Rubber Stamps
Rubber stamps, a characteristic Steinbergian device, had entered the vocabulary of his art around 1951, when he began to contextualize drawings with the addition of ready-made stationer’s stamps, often used anecdotally to create a slyly critical or vaguely threatening narrative.47
Such stamps even helped pitch commercial advertising messages.
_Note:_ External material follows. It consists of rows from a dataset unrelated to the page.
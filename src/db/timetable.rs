use color_eyre::Result;
use sqlx::SqliteConnection;

use super::catalog::get_or_create_subject;
use super::models::{PeriodRow, TimetableModel};
use super::Db;

/// One period slot with its subject name already normalised.
#[derive(Debug, Clone, PartialEq, Eq)]
pub struct PeriodSlot {
    pub day_id: i64,
    pub order: i64,
    pub subject: String,
}

impl Db {
    /// First id in `day_ids` that is not a known weekday.
    pub async fn unknown_day(&self, day_ids: &[i64]) -> Result<Option<i64>> {
        for &day_id in day_ids {
            let exists: bool = sqlx::query_scalar("SELECT EXISTS(SELECT 1 FROM days WHERE id = ?)")
                .bind(day_id)
                .fetch_one(&self.pool)
                .await?;
            if !exists {
                return Ok(Some(day_id));
            }
        }
        Ok(None)
    }

    pub async fn create_timetable(
        &self,
        user_id: i64,
        name: &str,
        slots: &[PeriodSlot],
    ) -> Result<TimetableModel> {
        let mut tx = self.pool.begin().await?;

        let timetable = sqlx::query_as::<_, TimetableModel>(
            "INSERT INTO timetables (name, user_id) VALUES (?, ?) RETURNING id, name",
        )
        .bind(name)
        .bind(user_id)
        .fetch_one(&mut *tx)
        .await?;

        upsert_periods(&mut *tx, timetable.id, slots).await?;

        tx.commit().await?;

        tracing::info!(
            "new timetable created with id: {} for user_id: {user_id}",
            timetable.id
        );
        Ok(timetable)
    }

    /// The user's first timetable by name.
    pub async fn first_timetable(&self, user_id: i64) -> Result<Option<TimetableModel>> {
        let timetable = sqlx::query_as::<_, TimetableModel>(
            "SELECT id, name FROM timetables WHERE user_id = ? ORDER BY name, id LIMIT 1",
        )
        .bind(user_id)
        .fetch_optional(&self.pool)
        .await?;

        Ok(timetable)
    }

    pub async fn timetable_periods(&self, timetable_id: i64) -> Result<Vec<PeriodRow>> {
        let periods = sqlx::query_as::<_, PeriodRow>(
            r#"
            SELECT
              d.id AS day_id,
              d.display_name AS day_name,
              p."order" AS "order",
              s.name AS subject
            FROM periods p
            JOIN days d ON d.id = p.day_id
            JOIN subjects s ON s.id = p.subject_id
            WHERE p.timetable_id = ?
            ORDER BY d.id, p."order"
            "#,
        )
        .bind(timetable_id)
        .fetch_all(&self.pool)
        .await?;

        Ok(periods)
    }

    /// Rename and/or replace the subject of the given slots. Slots not named
    /// in `slots` are kept.
    pub async fn update_timetable(
        &self,
        timetable_id: i64,
        user_id: i64,
        name: Option<&str>,
        slots: &[PeriodSlot],
    ) -> Result<Option<TimetableModel>> {
        let mut tx = self.pool.begin().await?;

        let timetable = sqlx::query_as::<_, TimetableModel>(
            r#"
            UPDATE timetables SET name = COALESCE(?, name)
            WHERE id = ? AND user_id = ?
            RETURNING id, name
            "#,
        )
        .bind(name)
        .bind(timetable_id)
        .bind(user_id)
        .fetch_optional(&mut *tx)
        .await?;

        let Some(timetable) = timetable else {
            return Ok(None);
        };

        upsert_periods(&mut *tx, timetable.id, slots).await?;

        tx.commit().await?;

        tracing::info!("timetable updated with id: {timetable_id} by user_id: {user_id}");
        Ok(Some(timetable))
    }

    pub async fn delete_timetable(&self, timetable_id: i64, user_id: i64) -> Result<bool> {
        let deleted = sqlx::query("DELETE FROM timetables WHERE id = ? AND user_id = ?")
            .bind(timetable_id)
            .bind(user_id)
            .execute(&self.pool)
            .await?;

        let deleted = deleted.rows_affected() > 0;
        if deleted {
            tracing::info!("timetable deleted with id: {timetable_id} by user_id: {user_id}");
        }
        Ok(deleted)
    }
}

async fn upsert_periods(
    conn: &mut SqliteConnection,
    timetable_id: i64,
    slots: &[PeriodSlot],
) -> Result<()> {
    for slot in slots {
        let subject = get_or_create_subject(conn, &slot.subject).await?;

        sqlx::query(
            r#"
            INSERT INTO periods (timetable_id, day_id, "order", subject_id) VALUES (?1, ?2, ?3, ?4)
            ON CONFLICT(timetable_id, day_id, "order") DO UPDATE SET subject_id = ?4
            "#,
        )
        .bind(timetable_id)
        .bind(slot.day_id)
        .bind(slot.order)
        .bind(subject.id)
        .execute(&mut *conn)
        .await?;
    }
    Ok(())
}
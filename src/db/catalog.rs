//! Shared subject/chapter catalog.
//!
//! Both lookups are insert-or-fetch against a `UNIQUE` constraint, so two
//! requests racing to introduce the same name end up sharing one row.

use color_eyre::{eyre::OptionExt, Result};
use sqlx::SqliteConnection;

use super::models::{ChapterModel, SubjectModel};
use super::Db;

/// Resolve a subject by name (case-insensitive), creating it with `name` as
/// spelled here when it does not exist yet.
pub async fn get_or_create_subject(
    conn: &mut SqliteConnection,
    name: &str,
) -> Result<SubjectModel> {
    let inserted =
        sqlx::query("INSERT INTO subjects (name) VALUES (?) ON CONFLICT(name) DO NOTHING")
            .bind(name)
            .execute(&mut *conn)
            .await?;

    if inserted.rows_affected() > 0 {
        tracing::info!("new subject created: {name}");
    }

    let subject = sqlx::query_as::<_, SubjectModel>("SELECT id, name FROM subjects WHERE name = ?")
        .bind(name)
        .fetch_optional(&mut *conn)
        .await?
        .ok_or_eyre("subject vanished after insert-or-fetch")?;

    Ok(subject)
}

/// Resolve a chapter by its natural key `(title, chapter_number, subject)`.
pub async fn get_or_create_chapter(
    conn: &mut SqliteConnection,
    subject_id: i64,
    title: &str,
    chapter_number: i64,
) -> Result<ChapterModel> {
    sqlx::query(
        r#"
        INSERT INTO chapters (title, chapter_number, subject_id) VALUES (?, ?, ?)
        ON CONFLICT(title, chapter_number, subject_id) DO NOTHING
        "#,
    )
    .bind(title)
    .bind(chapter_number)
    .bind(subject_id)
    .execute(&mut *conn)
    .await?;

    let chapter = sqlx::query_as::<_, ChapterModel>(
        r#"
        SELECT id, title, chapter_number, subject_id
        FROM chapters
        WHERE title = ? AND chapter_number = ? AND subject_id = ?
        "#,
    )
    .bind(title)
    .bind(chapter_number)
    .bind(subject_id)
    .fetch_optional(&mut *conn)
    .await?
    .ok_or_eyre("chapter vanished after insert-or-fetch")?;

    Ok(chapter)
}

impl Db {
    pub async fn subjects(&self) -> Result<Vec<SubjectModel>> {
        let subjects =
            sqlx::query_as::<_, SubjectModel>("SELECT id, name FROM subjects ORDER BY name")
                .fetch_all(&self.pool)
                .await?;

        Ok(subjects)
    }

    pub async fn chapters(&self, subject_id: i64) -> Result<Vec<ChapterModel>> {
        let chapters = sqlx::query_as::<_, ChapterModel>(
            r#"
            SELECT id, title, chapter_number, subject_id
            FROM chapters
            WHERE subject_id = ?
            ORDER BY chapter_number, id
            "#,
        )
        .bind(subject_id)
        .fetch_all(&self.pool)
        .await?;

        Ok(chapters)
    }
}
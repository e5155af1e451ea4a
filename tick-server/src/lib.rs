//! tick-server library - tick sighting ingestion and query service
//!
//! Reconciles the bootstrap snapshot and the external feed into one SQLite
//! store, then serves filtered listings and aggregated statistics over HTTP.

use axum::extract::DefaultBodyLimit;
use axum::Router;
use sqlx::SqlitePool;
use std::path::PathBuf;
use std::sync::Arc;
use tick_common::CityTable;
use tower_http::cors::CorsLayer;
use tower_http::services::{ServeDir, ServeFile};
use tower_http::trace::TraceLayer;

pub mod api;
pub mod error;
pub mod ingest;
pub mod pagination;
pub mod query;

/// Multipart limit for `/report`: the image cap plus room for the text fields
const REPORT_BODY_LIMIT: usize = api::report::MAX_IMAGE_BYTES + 1024 * 1024;

/// Application state shared across HTTP handlers
#[derive(Clone)]
pub struct AppState {
    /// Sighting store connection pool
    pub db: SqlitePool,
    /// Immutable city coordinate table
    pub cities: Arc<CityTable>,
    /// Directory holding submitted images, served under `/uploads`
    pub upload_dir: PathBuf,
    /// Optional frontend served under `/app` and `/static`
    pub frontend_dir: Option<PathBuf>,
}

impl AppState {
    pub fn new(db: SqlitePool, cities: Arc<CityTable>, upload_dir: PathBuf) -> Self {
        Self {
            db,
            cities,
            upload_dir,
            frontend_dir: None,
        }
    }

    pub fn with_frontend(mut self, frontend_dir: Option<PathBuf>) -> Self {
        self.frontend_dir = frontend_dir;
        self
    }
}

/// Build application router
pub fn build_router(state: AppState) -> Router {
    use axum::routing::{get, post};

    let api = Router::new()
        .route("/sightings", get(api::list_sightings))
        .route("/sightings/map", get(api::sightings_map))
        .route("/sightings/timeline/:location", get(api::sightings_timeline))
        .route("/stats/by-region", get(api::stats_by_region))
        .route("/stats/by-category", get(api::stats_by_category))
        .route("/stats/by-species", get(api::stats_by_category))
        .route("/stats/seasonal", get(api::stats_seasonal))
        .route("/meta/cities", get(api::list_cities))
        .route("/meta/categories", get(api::categories))
        .route("/meta/species", get(api::categories))
        .route(
            "/report",
            post(api::submit_report).layer(DefaultBodyLimit::max(REPORT_BODY_LIMIT)),
        )
        .merge(api::health_routes());

    let mut app = api.nest_service("/uploads", ServeDir::new(&state.upload_dir));

    if let Some(frontend) = &state.frontend_dir {
        app = app
            .route_service("/app", ServeFile::new(frontend.join("index.html")))
            .nest_service("/static", ServeDir::new(frontend));
    }

    app.layer(CorsLayer::permissive())
        .layer(TraceLayer::new_for_http())
        .with_state(state)
}
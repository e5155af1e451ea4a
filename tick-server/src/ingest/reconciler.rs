//! Ingestion reconciler
//!
//! Merges the bootstrap snapshot and the external feed into the sighting
//! store. Both paths share normalization and insert-if-absent semantics, so
//! whichever source writes an `id` first keeps it.

use sqlx::SqlitePool;
use std::path::Path;
use std::sync::Arc;
use tick_common::db::{insert_if_absent, SourceLabel};
use tick_common::{CityTable, Result};
use tracing::{debug, error, info, warn};

use super::feed::{FeedClient, FeedError};
use super::record::RawSighting;
use super::snapshot::read_snapshot;

/// Counts from one ingestion batch
#[derive(Debug, Clone, Copy, Default, PartialEq, Eq)]
pub struct IngestReport {
    /// Records that passed validation and were offered to the store
    pub attempted: usize,
    /// Records actually written (ids not already present)
    pub inserted: usize,
}

impl IngestReport {
    pub fn skipped_existing(&self) -> usize {
        self.attempted - self.inserted
    }
}

/// Result of the external feed step
#[derive(Debug)]
pub enum FeedOutcome {
    Merged { fetched: usize, report: IngestReport },
    Failed(FeedError),
}

impl FeedOutcome {
    /// Records merged, zero on failure
    pub fn attempted(&self) -> usize {
        match self {
            FeedOutcome::Merged { report, .. } => report.attempted,
            FeedOutcome::Failed(_) => 0,
        }
    }

    pub fn is_failure(&self) -> bool {
        matches!(self, FeedOutcome::Failed(_))
    }
}

#[derive(Clone)]
pub struct Reconciler {
    pool: SqlitePool,
    cities: Arc<CityTable>,
}

impl Reconciler {
    pub fn new(pool: SqlitePool, cities: Arc<CityTable>) -> Self {
        Self { pool, cities }
    }

    /// Insert snapshot records tagged with the system label
    ///
    /// Returns the number of valid records offered to the store, not the
    /// number of new rows.
    pub async fn load_bootstrap(&self, records: &[RawSighting]) -> Result<IngestReport> {
        self.ingest(records, SourceLabel::System).await
    }

    /// Insert feed records tagged with the external-feed label
    pub async fn merge_external(&self, records: &[RawSighting]) -> Result<IngestReport> {
        self.ingest(records, SourceLabel::ExternalFeed).await
    }

    /// Read the snapshot file and load it; never fails
    pub async fn bootstrap_from_file(&self, path: &Path) -> IngestReport {
        let records = match read_snapshot(path).await {
            Ok(Some(records)) => records,
            Ok(None) => {
                warn!(path = %path.display(), "Bootstrap snapshot not found, skipping");
                return IngestReport::default();
            }
            Err(e) => {
                warn!(path = %path.display(), error = %e, "Bootstrap snapshot unreadable, skipping");
                return IngestReport::default();
            }
        };

        match self.load_bootstrap(&records).await {
            Ok(report) => {
                info!(
                    attempted = report.attempted,
                    inserted = report.inserted,
                    "Loaded bootstrap sightings"
                );
                report
            }
            Err(e) => {
                error!(error = %e, "Failed to store bootstrap sightings");
                IngestReport::default()
            }
        }
    }

    /// Fetch the external feed and merge it; failures become [`FeedOutcome::Failed`]
    pub async fn merge_from_feed(&self, client: &FeedClient) -> FeedOutcome {
        let records = match client.fetch().await {
            Ok(records) => records,
            Err(e) => return FeedOutcome::Failed(e),
        };

        match self.merge_external(&records).await {
            Ok(report) => FeedOutcome::Merged {
                fetched: records.len(),
                report,
            },
            Err(e) => FeedOutcome::Failed(FeedError::Store(e.to_string())),
        }
    }

    /// Startup sequence: bootstrap first, then the feed when one is configured
    pub async fn run_startup(&self, snapshot: &Path, feed: Option<&FeedClient>) -> StartupReport {
        let bootstrap = self.bootstrap_from_file(snapshot).await;

        let feed = match feed {
            Some(client) => {
                let outcome = self.merge_from_feed(client).await;
                match &outcome {
                    FeedOutcome::Merged { fetched, report } => info!(
                        url = %client.url(),
                        fetched,
                        attempted = report.attempted,
                        inserted = report.inserted,
                        "Merged external feed"
                    ),
                    FeedOutcome::Failed(e) => warn!(
                        url = %client.url(),
                        error = %e,
                        "External feed unavailable, continuing with stored sightings"
                    ),
                }
                Some(outcome)
            }
            None => {
                info!("External feed disabled");
                None
            }
        };

        StartupReport { bootstrap, feed }
    }

    async fn ingest(&self, records: &[RawSighting], source: SourceLabel) -> Result<IngestReport> {
        let mut report = IngestReport::default();
        let mut tx = self.pool.begin().await?;

        for raw in records {
            let Some(sighting) = raw.to_new_sighting(&self.cities, source.clone()) else {
                continue;
            };
            report.attempted += 1;
            if insert_if_absent(&mut *tx, &sighting).await? {
                report.inserted += 1;
            }
        }

        tx.commit().await?;
        debug!(
            source = source.as_str(),
            attempted = report.attempted,
            inserted = report.inserted,
            skipped = report.skipped_existing(),
            "Ingested batch"
        );
        Ok(report)
    }
}

/// What startup ingestion did
#[derive(Debug)]
pub struct StartupReport {
    pub bootstrap: IngestReport,
    /// `None` when the feed is disabled
    pub feed: Option<FeedOutcome>,
}
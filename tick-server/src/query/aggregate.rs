//! Aggregation engine
//!
//! Grouped summaries over the filtered sighting set. Grouping and counting
//! happen in SQLite; dominant-category selection, percentages and month
//! zero-filling happen here so the arithmetic is testable on its own.

use serde::Serialize;
use sqlx::{QueryBuilder, Sqlite, SqlitePool};
use std::collections::HashMap;
use tick_common::Result;

use super::filters::{Predicate, PredicateSet};

/// Month abbreviations, January first
pub const MONTH_NAMES: [&str; 12] = [
    "Jan", "Feb", "Mar", "Apr", "May", "Jun", "Jul", "Aug", "Sep", "Oct", "Nov", "Dec",
];

/// Map marker data for one city
#[derive(Debug, Clone, PartialEq, Serialize)]
pub struct CitySummary {
    pub location: String,
    pub lat: Option<f64>,
    pub lng: Option<f64>,
    pub total: i64,
    pub latest_sighting: String,
    pub dominant_category: String,
}

/// Sighting count for one `YYYY-MM` month
#[derive(Debug, Clone, PartialEq, Eq, Serialize, sqlx::FromRow)]
pub struct MonthCount {
    pub month: String,
    pub count: i64,
}

#[derive(Debug, Clone, PartialEq, Serialize)]
pub struct RegionShare {
    pub location: String,
    pub count: i64,
    pub percentage: f64,
}

#[derive(Debug, Clone, PartialEq, Serialize)]
pub struct RegionTotals {
    pub total: i64,
    pub by_region: Vec<RegionShare>,
}

#[derive(Debug, Clone, PartialEq, Serialize)]
pub struct CategoryShare {
    pub category: String,
    pub category_detail: String,
    pub count: i64,
    pub percentage: f64,
}

#[derive(Debug, Clone, PartialEq, Serialize)]
pub struct CategoryTotals {
    pub total: i64,
    pub by_category: Vec<CategoryShare>,
}

/// One calendar month of the seasonal breakdown
#[derive(Debug, Clone, PartialEq, Eq, Serialize)]
pub struct MonthBucket {
    pub month: &'static str,
    pub month_num: u32,
    pub count: i64,
}

#[derive(sqlx::FromRow)]
struct CityRow {
    location: String,
    total: i64,
    latest: String,
    lat: Option<f64>,
    lng: Option<f64>,
}

#[derive(sqlx::FromRow)]
struct CityCategoryRow {
    location: String,
    category: String,
    count: i64,
}

#[derive(sqlx::FromRow)]
struct RegionRow {
    location: String,
    count: i64,
}

#[derive(sqlx::FromRow)]
struct CategoryRow {
    category: String,
    category_detail: String,
    count: i64,
}

#[derive(sqlx::FromRow)]
struct MonthNumRow {
    month_num: i64,
    count: i64,
}

/// `count / total * 100` rounded to one decimal place, halves away from zero
///
/// Returns 0.0 when `total` is 0.
pub fn percentage(count: i64, total: i64) -> f64 {
    if total == 0 {
        return 0.0;
    }
    let raw = count as f64 / total as f64 * 100.0;
    (raw * 10.0).round() / 10.0
}

/// Most frequent category; ties go to the lexically smallest name
pub fn dominant_category(counts: &[(String, i64)]) -> Option<&str> {
    let mut best: Option<(&str, i64)> = None;
    for (category, count) in counts {
        let better = match best {
            None => true,
            Some((best_cat, best_count)) => {
                *count > best_count || (*count == best_count && category.as_str() < best_cat)
            }
        };
        if better {
            best = Some((category.as_str(), *count));
        }
    }
    best.map(|(category, _)| category)
}

/// Expand sparse `(month_num, count)` pairs to all twelve months
pub fn zero_fill_months(counts: &[(u32, i64)]) -> Vec<MonthBucket> {
    let by_month: HashMap<u32, i64> = counts.iter().copied().collect();
    MONTH_NAMES
        .iter()
        .zip(1u32..)
        .map(|(name, month_num)| MonthBucket {
            month: *name,
            month_num,
            count: by_month.get(&month_num).copied().unwrap_or(0),
        })
        .collect()
}

/// Per-city summary for map markers, largest cities first
pub async fn map_summary(pool: &SqlitePool, filter: &PredicateSet) -> Result<Vec<CitySummary>> {
    // Bare lat/lng alongside MAX() come from the most recent row of each city
    let mut qb = QueryBuilder::<Sqlite>::new(
        "SELECT location, COUNT(*) AS total, MAX(observed_at) AS latest, lat, lng FROM sightings",
    );
    filter.push_where(&mut qb);
    qb.push(" GROUP BY location ORDER BY total DESC, location ASC");
    let cities: Vec<CityRow> = qb.build_query_as().fetch_all(pool).await?;

    let mut qb =
        QueryBuilder::<Sqlite>::new("SELECT location, category, COUNT(*) AS count FROM sightings");
    filter.push_where(&mut qb);
    qb.push(" GROUP BY location, category");
    let pairs: Vec<CityCategoryRow> = qb.build_query_as().fetch_all(pool).await?;

    let mut per_city: HashMap<String, Vec<(String, i64)>> = HashMap::new();
    for row in pairs {
        per_city
            .entry(row.location)
            .or_default()
            .push((row.category, row.count));
    }

    Ok(cities
        .into_iter()
        .map(|city| {
            let dominant = per_city
                .get(&city.location)
                .and_then(|counts| dominant_category(counts))
                .unwrap_or(tick_common::db::UNKNOWN_CATEGORY)
                .to_string();
            CitySummary {
                location: city.location,
                lat: city.lat,
                lng: city.lng,
                total: city.total,
                latest_sighting: city.latest,
                dominant_category: dominant,
            }
        })
        .collect())
}

/// Sparse monthly counts for one city, oldest month first
pub async fn timeline(
    pool: &SqlitePool,
    location: &str,
    filter: &PredicateSet,
) -> Result<Vec<MonthCount>> {
    let filter = filter.clone().and(Predicate::Location(location.to_string()));

    let mut qb = QueryBuilder::<Sqlite>::new(
        "SELECT strftime('%Y-%m', observed_at) AS month, COUNT(*) AS count FROM sightings",
    );
    filter.push_where(&mut qb);
    qb.push(" GROUP BY month ORDER BY month");

    Ok(qb.build_query_as().fetch_all(pool).await?)
}

/// Count and share of the filtered total per city
pub async fn stats_by_region(pool: &SqlitePool, filter: &PredicateSet) -> Result<RegionTotals> {
    let mut qb = QueryBuilder::<Sqlite>::new("SELECT location, COUNT(*) AS count FROM sightings");
    filter.push_where(&mut qb);
    qb.push(" GROUP BY location ORDER BY count DESC, location ASC");
    let rows: Vec<RegionRow> = qb.build_query_as().fetch_all(pool).await?;

    let total: i64 = rows.iter().map(|r| r.count).sum();
    Ok(RegionTotals {
        total,
        by_region: rows
            .into_iter()
            .map(|r| RegionShare {
                percentage: percentage(r.count, total),
                location: r.location,
                count: r.count,
            })
            .collect(),
    })
}

/// Count and share of the filtered total per category
pub async fn stats_by_category(
    pool: &SqlitePool,
    filter: &PredicateSet,
) -> Result<CategoryTotals> {
    let mut qb = QueryBuilder::<Sqlite>::new(
        "SELECT category, MAX(category_detail) AS category_detail, COUNT(*) AS count FROM sightings",
    );
    filter.push_where(&mut qb);
    qb.push(" GROUP BY category ORDER BY count DESC, category ASC");
    let rows: Vec<CategoryRow> = qb.build_query_as().fetch_all(pool).await?;

    let total: i64 = rows.iter().map(|r| r.count).sum();
    Ok(CategoryTotals {
        total,
        by_category: rows
            .into_iter()
            .map(|r| CategoryShare {
                percentage: percentage(r.count, total),
                category: r.category,
                category_detail: r.category_detail,
                count: r.count,
            })
            .collect(),
    })
}

/// Twelve-month breakdown for one city, optionally limited to one year
pub async fn seasonal(
    pool: &SqlitePool,
    location: &str,
    year: Option<i32>,
) -> Result<Vec<MonthBucket>> {
    let mut filter = PredicateSet::new().and(Predicate::Location(location.to_string()));
    if let Some(year) = year {
        filter.push(Predicate::Year(year));
    }

    let mut qb = QueryBuilder::<Sqlite>::new(
        "SELECT CAST(strftime('%m', observed_at) AS INTEGER) AS month_num, COUNT(*) AS count FROM sightings",
    );
    filter.push_where(&mut qb);
    qb.push(" GROUP BY month_num");
    let rows: Vec<MonthNumRow> = qb.build_query_as().fetch_all(pool).await?;

    let counts: Vec<(u32, i64)> = rows
        .into_iter()
        .filter_map(|r| u32::try_from(r.month_num).ok().map(|m| (m, r.count)))
        .collect();

    Ok(zero_fill_months(&counts))
}
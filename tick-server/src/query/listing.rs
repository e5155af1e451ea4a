//! Raw sighting listing and category metadata

use serde::Serialize;
use sqlx::{QueryBuilder, Sqlite, SqlitePool};
use tick_common::db::Sighting;
use tick_common::Result;

use super::filters::PredicateSet;
use crate::pagination::{total_pages, PageRequest};

const SIGHTING_COLUMNS: &str =
    "id, observed_at, location, category, category_detail, lat, lng, attachment_ref, source_label";

/// One page of matching sightings, newest first
#[derive(Debug, Serialize)]
pub struct SightingPage {
    pub data: Vec<Sighting>,
    pub total: i64,
    pub page: i64,
    pub per_page: i64,
    pub total_pages: i64,
}

/// A distinct category as stored
#[derive(Debug, Clone, PartialEq, Eq, Serialize, sqlx::FromRow)]
pub struct CategoryInfo {
    pub category: String,
    pub category_detail: String,
}

/// Count matches, then fetch the requested slice ordered by `observed_at` desc
pub async fn list_sightings(
    pool: &SqlitePool,
    filter: &PredicateSet,
    page: PageRequest,
) -> Result<SightingPage> {
    let mut count_qb = QueryBuilder::<Sqlite>::new("SELECT COUNT(*) FROM sightings");
    filter.push_where(&mut count_qb);
    let total: i64 = count_qb.build_query_scalar().fetch_one(pool).await?;

    let mut qb = QueryBuilder::<Sqlite>::new(format!("SELECT {} FROM sightings", SIGHTING_COLUMNS));
    filter.push_where(&mut qb);
    qb.push(" ORDER BY observed_at DESC, id ASC LIMIT ")
        .push_bind(page.per_page)
        .push(" OFFSET ")
        .push_bind(page.offset());
    let data: Vec<Sighting> = qb.build_query_as().fetch_all(pool).await?;

    Ok(SightingPage {
        data,
        total,
        page: page.page,
        per_page: page.per_page,
        total_pages: total_pages(total, page.per_page),
    })
}

/// Distinct `(category, category_detail)` pairs ordered by category
pub async fn list_categories(pool: &SqlitePool) -> Result<Vec<CategoryInfo>> {
    let rows = sqlx::query_as::<_, CategoryInfo>(
        "SELECT DISTINCT category, category_detail FROM sightings ORDER BY category, category_detail",
    )
    .fetch_all(pool)
    .await?;
    Ok(rows)
}
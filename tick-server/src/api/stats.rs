//! Statistics endpoints

use axum::{
    extract::{Query, State},
    Json,
};
use serde::{Deserialize, Serialize};

use crate::error::{ApiError, ApiResult};
use crate::query::{self, parse_year, CategoryTotals, FilterParams, MonthBucket, PredicateSet, RegionTotals};
use crate::AppState;

#[derive(Debug, Deserialize)]
pub struct RegionQuery {
    pub start_date: Option<String>,
    pub end_date: Option<String>,
}

#[derive(Debug, Deserialize)]
pub struct CategoryQuery {
    pub location: Option<String>,
}

#[derive(Debug, Deserialize)]
pub struct SeasonalQuery {
    pub location: Option<String>,
    pub year: Option<String>,
}

#[derive(Debug, Serialize)]
pub struct SeasonalResponse {
    pub location: String,
    /// The requested year, or `"all years"`
    pub year: String,
    pub data: Vec<MonthBucket>,
}

/// GET /stats/by-region
pub async fn stats_by_region(
    State(state): State<AppState>,
    Query(params): Query<RegionQuery>,
) -> ApiResult<Json<RegionTotals>> {
    let filter = PredicateSet::from_params(&FilterParams {
        start_date: params.start_date,
        end_date: params.end_date,
        ..Default::default()
    })?;

    Ok(Json(query::stats_by_region(&state.db, &filter).await?))
}

/// GET /stats/by-category (also /stats/by-species)
pub async fn stats_by_category(
    State(state): State<AppState>,
    Query(params): Query<CategoryQuery>,
) -> ApiResult<Json<CategoryTotals>> {
    let filter = PredicateSet::from_params(&FilterParams {
        location: params.location,
        ..Default::default()
    })?;

    Ok(Json(query::stats_by_category(&state.db, &filter).await?))
}

/// GET /stats/seasonal
///
/// Always twelve entries, January first.
pub async fn stats_seasonal(
    State(state): State<AppState>,
    Query(params): Query<SeasonalQuery>,
) -> ApiResult<Json<SeasonalResponse>> {
    let location = params
        .location
        .as_deref()
        .map(str::trim)
        .filter(|l| !l.is_empty())
        .ok_or_else(|| ApiError::BadRequest("location is required".to_string()))?
        .to_string();
    let year = parse_year(params.year.as_deref())?;

    let data = query::seasonal(&state.db, &location, year).await?;
    Ok(Json(SeasonalResponse {
        location,
        year: year.map_or_else(|| "all years".to_string(), |y| y.to_string()),
        data,
    }))
}
//! Health check endpoint

use axum::{extract::State, routing::get, Json, Router};
use serde::Serialize;
use tick_common::db::count_sightings;

use crate::error::ApiResult;
use crate::AppState;

/// Health check response: status, module name, version and row count
#[derive(Debug, Serialize)]
pub struct HealthResponse {
    pub status: String,
    pub module: String,
    pub version: String,
    pub sightings_in_database: i64,
}

/// GET /health (also GET /)
pub async fn health_check(State(state): State<AppState>) -> ApiResult<Json<HealthResponse>> {
    let sightings_in_database = count_sightings(&state.db).await?;
    Ok(Json(HealthResponse {
        status: "ok".to_string(),
        module: "tick-server".to_string(),
        version: env!("CARGO_PKG_VERSION").to_string(),
        sightings_in_database,
    }))
}

/// Build health check routes
pub fn health_routes() -> Router<AppState> {
    Router::new()
        .route("/", get(health_check))
        .route("/health", get(health_check))
}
In 1966, however, Steinberg graduated to stamps made from his own designs and often used them to censure postwar society. Applied to compositions in other media or overtaking an entire sheet, the stamps serve to “parody the political and social world.”48
Dark standing men, artists at easels, crocodiles (Steinberg’s symbol for the dragon or danger), bicyclists, eagles, cars, Indians on horseback, marching and running men, no less than the elements of architecture—lines and rectangles.
All these, he said,
“I used like an alphabet. But instead of letters, I had at hand geometric figures with different horizontal or zigzag traits, silhouettes, crocodiles, pieces of wire mesh, and machines. All these stamps allowed me to render crowds, concentration camps, landscapes, Bauhaus architecture, military decorations, to build factories and all kinds of imaginary engines. With my stamps, I create series, as if my characters emerged from a computer, identical to each other, regimented the way they appear in our rigid society; in this way I destroy conventions more effectively than with drawing and painting.”49
Steinberg found rubber stamps an apt medium to express his outrage at the Vietnam War. “The cliché, the rubber stamp, has a political meaning,” he declared.50 Artists and War, Joel Smith observed, “condemns the war on specific grounds—it spells disaster for culture. As the vast war machine of eagles, crocodiles, and armed lancers carries out its clockwork atrocities, a corps of artists seated at their easels prepares to crank out protest art, their lockstep reaction mirroring that of an army.”51
One work of art made repeated appearances in Steinberg’s rubber stamp roster: the pious peasants in Jean-François Millet’s The Angelus (1857-59), a painting he had known from childhood. His father’s boxmaking factory “produced boxes for chocolates, bonbons, and sugar-coated almonds—deluxe boxes on whose glossy covers was an artistic reproduction in chromolithography, the imitation or reproduction of an oil painting…Millet was ideal for chocolate boxes because he combined the classicism of the Renaissance with socialism, which at that time was not only popular but also virginal (no one yet knew of the horrors that might come, and did come).”52 In a 1970 New Yorker cover, a lineup of the Millet couple poses for a crowd of plein-air painters, a jab perhaps at the perceived conformity of the museum world. In Nine Postcards, the banal compositions and chromatic intensity of modern tourist postcards receive a visit from the more reverent 19th-century landscape tradition.
In Steinberg’s 1969 shows at the Parsons and Janis galleries in New York, as well as at the Galerie Maeght, Paris, rubber-stamp drawings predominated. Although they never again appeared in such concentration, stamped motifs, especially pseudo-seals masquerading as suns, thenceforth became pervasive in Steinberg’s art, and can be seen in many works on this site.